§ WORK ITEM: Whenever a line in the data contains "main", show that line.

Items from a data source:
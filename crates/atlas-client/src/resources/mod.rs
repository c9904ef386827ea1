//! # Resource Modules
//!
//! Typed endpoint wrappers for the external ERP API.
//!
//! ## Resource Pattern
//! ```text
//! ┌─────────────────────────────────────────────────────────────────────────┐
//! │                    Resource Pattern Explained                           │
//! │                                                                         │
//! │  Each entity kind gets an accessor on ApiClient:                       │
//! │                                                                         │
//! │       api.products().list()                                            │
//! │       api.sales_orders().approve("so-17")                              │
//! │       api.returns().refund("ret-3")                                    │
//! │                                                                         │
//! │  The accessor borrows the client; the resource struct is free to      │
//! │  construct and holds no state of its own.                              │
//! │                                                                         │
//! │  Create/update methods run atlas-core validation FIRST: an invalid    │
//! │  payload never reaches the network.                                    │
//! └─────────────────────────────────────────────────────────────────────────┘
//! ```
//!
//! ## Available Resources
//!
//! - [`catalog`] - products, categories, colors
//! - [`partners`] - customers, suppliers
//! - [`sales`] - sales orders, delivery orders
//! - [`billing`] - invoices, customer receipts, sales returns
//! - [`purchasing`] - purchase orders
//! - [`inventory`] - stock movements
//! - [`admin`] - users, roles

pub mod admin;
pub mod billing;
pub mod catalog;
pub mod inventory;
pub mod partners;
pub mod purchasing;
pub mod sales;
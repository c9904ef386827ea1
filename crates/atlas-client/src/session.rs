//! # Session Management
//!
//! Holds the authenticated session for API calls.
//!
//! ## Lifecycle
//! ```text
//! ┌─────────────────────────────────────────────────────────────────────────┐
//! │                        Session Lifecycle                                │
//! │                                                                         │
//! │  login(credentials) ──► POST /auth/login ──► Session { token, user }   │
//! │                                                   │                     │
//! │                 every request: Authorization: Bearer <token>            │
//! │                                                   │                     │
//! │  logout() ────────────────────────────────────────┤                     │
//! │  any 401 response (expired/invalid token) ────────┴──► cleared         │
//! │                                                                         │
//! │  The session is an EXPLICIT object owned by the ApiClient - never an   │
//! │  ambient global. Whoever performs API calls is handed it.              │
//! └─────────────────────────────────────────────────────────────────────────┘
//! ```

use serde::{Deserialize, Serialize};
use tokio::sync::RwLock;

use atlas_core::Role;

// =============================================================================
// Wire Types
// =============================================================================

/// Login request body for `POST /auth/login`.
#[derive(Debug, Clone, Serialize, Deserialize)]
#[serde(rename_all = "camelCase")]
pub struct Credentials {
    pub username: String,
    pub password: String,
}

/// The user identity embedded in a login response.
#[derive(Debug, Clone, Serialize, Deserialize)]
#[serde(rename_all = "camelCase")]
pub struct AuthenticatedUser {
    pub id: String,
    pub username: String,
    /// Parsed leniently: unknown role names degrade to Staff.
    pub role: Role,
}

/// Login response body from `POST /auth/login`.
#[derive(Debug, Clone, Deserialize)]
#[serde(rename_all = "camelCase")]
pub struct LoginResponse {
    pub token: String,
    pub user: AuthenticatedUser,
}

// =============================================================================
// Session
// =============================================================================

/// An authenticated session: bearer token plus who it belongs to.
#[derive(Debug, Clone)]
pub struct Session {
    token: String,
    user: AuthenticatedUser,
}

impl Session {
    pub fn new(token: impl Into<String>, user: AuthenticatedUser) -> Self {
        Session {
            token: token.into(),
            user,
        }
    }

    /// The bearer token attached to every request.
    pub fn token(&self) -> &str {
        &self.token
    }

    pub fn user(&self) -> &AuthenticatedUser {
        &self.user
    }

    /// The caller's role for access-policy checks.
    pub fn role(&self) -> Role {
        self.user.role
    }
}

impl From<LoginResponse> for Session {
    fn from(response: LoginResponse) -> Self {
        Session {
            token: response.token,
            user: response.user,
        }
    }
}

// =============================================================================
// Session Store
// =============================================================================

/// Shared, mutable slot for the current session.
///
/// ## Thread Safety
/// Wrapped in `RwLock` because every in-flight request reads the token
/// while login/logout/forced-clear write it.
#[derive(Debug, Default)]
pub struct SessionStore {
    slot: RwLock<Option<Session>>,
}

impl SessionStore {
    pub fn new() -> Self {
        SessionStore::default()
    }

    /// Installs a session (after a successful login).
    pub async fn set(&self, session: Session) {
        *self.slot.write().await = Some(session);
    }

    /// Clears the session (logout, or forced by a 401).
    pub async fn clear(&self) {
        *self.slot.write().await = None;
    }

    /// A clone of the current session, if any.
    pub async fn current(&self) -> Option<Session> {
        self.slot.read().await.clone()
    }

    /// The current bearer token, if signed in.
    pub async fn token(&self) -> Option<String> {
        self.slot
            .read()
            .await
            .as_ref()
            .map(|s| s.token.clone())
    }

    pub async fn is_authenticated(&self) -> bool {
        self.slot.read().await.is_some()
    }
}

// =============================================================================
// Unit Tests
// =============================================================================
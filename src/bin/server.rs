//! Storefront API server: builds the resource registry, connects to
//! PostgreSQL, and mounts the resource and common routes.

use axum::Router;
use std::path::PathBuf;
use storefront_engine::{common_routes, resource_routes, AppState, Registry};
use tokio::net::TcpListener;
use tower_http::trace::TraceLayer;
use tracing_subscriber::EnvFilter;

#[tokio::main]
async fn main() -> Result<(), Box<dyn std::error::Error>> {
    dotenvy::dotenv().ok();
    tracing_subscriber::fmt()
        .with_env_filter(
            EnvFilter::from_default_env().add_directive("storefront_engine=info".parse()?),
        )
        .init();

    let database_url = std::env::var("DATABASE_URL")
        .unwrap_or_else(|_| "postgres://localhost/storefront".into());
    let pool = sqlx::postgres::PgPoolOptions::new()
        .max_connections(5)
        .connect(&database_url)
        .await?;

    let mut registry = Registry::builtin()?;
    if let Ok(dir) = std::env::var("FIELD_RULES_DIR") {
        let overridden = registry.load_rule_overrides(&PathBuf::from(dir))?;
        tracing::info!(overridden, "loaded field rule overrides");
    }
    let state = AppState::new(pool, registry);

    let app = Router::new()
        .merge(common_routes(state.clone()))
        .nest("/api/v1", resource_routes(state))
        .layer(TraceLayer::new_for_http());

    let addr = std::env::var("BIND_ADDR").unwrap_or_else(|_| "0.0.0.0:3000".into());
    let listener = TcpListener::bind(&addr).await?;
    tracing::info!("listening on {}", listener.local_addr()?);
    axum::serve(listener, app).await?;
    Ok(())
}
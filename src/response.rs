//! Uniform response envelope: `{status, message, data}` plus an HTTP code.

use axum::{
    http::StatusCode,
    response::{IntoResponse, Response},
    Json,
};
use serde::Serialize;
use serde_json::Value;

#[derive(Serialize, Clone, Copy, Debug, PartialEq, Eq)]
#[serde(rename_all = "lowercase")]
pub enum Status {
    /// Operation completed.
    Success,
    /// Caller input error (4xx).
    Fail,
    /// Server-side fault (5xx).
    Exception,
}

#[derive(Serialize, Debug)]
pub struct Envelope {
    pub status: Status,
    pub message: String,
    pub data: Vec<Value>,
}

impl Envelope {
    pub fn success(message: impl Into<String>, data: Vec<Value>) -> Self {
        Envelope {
            status: Status::Success,
            message: message.into(),
            data,
        }
    }

    pub fn fail(message: impl Into<String>) -> Self {
        Envelope {
            status: Status::Fail,
            message: message.into(),
            data: Vec::new(),
        }
    }

    pub fn exception(message: impl Into<String>) -> Self {
        Envelope {
            status: Status::Exception,
            message: message.into(),
            data: Vec::new(),
        }
    }
}

/// A finished success response: envelope paired with its status code.
/// Error paths never construct one; they surface as [`crate::ApiError`].
#[derive(Debug)]
pub struct Reply {
    pub code: StatusCode,
    pub envelope: Envelope,
}

impl Reply {
    pub fn ok(message: impl Into<String>, data: Vec<Value>) -> Self {
        Reply {
            code: StatusCode::OK,
            envelope: Envelope::success(message, data),
        }
    }

    pub fn created(message: impl Into<String>) -> Self {
        Reply {
            code: StatusCode::CREATED,
            envelope: Envelope::success(message, Vec::new()),
        }
    }
}

impl IntoResponse for Reply {
    fn into_response(self) -> Response {
        (self.code, Json(self.envelope)).into_response()
    }
}

#[cfg(test)]
mod tests {
    use super::*;

    #[test]
    fn envelope_serializes_lowercase_status() {
        let env = Envelope::success("", vec![serde_json::json!({"name": "Widget"})]);
        let json = serde_json::to_value(&env).unwrap();
        assert_eq!(json["status"], "success");
        assert_eq!(json["message"], "");
        assert_eq!(json["data"][0]["name"], "Widget");
    }

    #[test]
    fn fail_and_exception_carry_empty_data() {
        let fail = serde_json::to_value(Envelope::fail("nope")).unwrap();
        assert_eq!(fail["status"], "fail");
        assert_eq!(fail["data"].as_array().unwrap().len(), 0);
        let exc = serde_json::to_value(Envelope::exception("boom")).unwrap();
        assert_eq!(exc["status"], "exception");
    }

    #[test]
    fn created_reply_code() {
        assert_eq!(Reply::created("done.").code, StatusCode::CREATED);
        assert_eq!(Reply::ok("", Vec::new()).code, StatusCode::OK);
    }
}
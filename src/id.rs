//! Opaque resource identifiers.
//!
//! Every primary and foreign key is a random 128-bit id with two
//! representations: canonical hyphenated text at the API boundary and a
//! compact 16-byte binary form for storage and engine-internal equality.
//! Round trip holds: `to_text(to_binary(x)) == to_text(x)`.

use uuid::Uuid;

#[derive(Clone, Copy, Debug, PartialEq, Eq, Hash)]
pub struct OpaqueId(Uuid);

impl OpaqueId {
    /// Fresh random (version 4) identifier. Generated only at row creation.
    pub fn generate() -> Self {
        OpaqueId(Uuid::new_v4())
    }

    /// Compact binary form used for storage and index comparison.
    pub fn to_binary(self) -> [u8; 16] {
        *self.0.as_bytes()
    }

    /// Canonical hyphenated text form used at the API boundary.
    pub fn to_text(self) -> String {
        self.0.hyphenated().to_string()
    }

    pub fn parse_text(s: &str) -> Option<Self> {
        Uuid::parse_str(s).ok().map(OpaqueId)
    }

    pub fn from_binary(bytes: &[u8]) -> Option<Self> {
        Uuid::from_slice(bytes).ok().map(OpaqueId)
    }

    pub fn is_valid_text(s: &str) -> bool {
        Uuid::parse_str(s).is_ok()
    }
}

impl std::fmt::Display for OpaqueId {
    fn fmt(&self, f: &mut std::fmt::Formatter<'_>) -> std::fmt::Result {
        f.write_str(&self.to_text())
    }
}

§ TASK ANSWER:
#[tokio::main]
async fn main() -> Result<(), Box<dyn std::error::Error>> {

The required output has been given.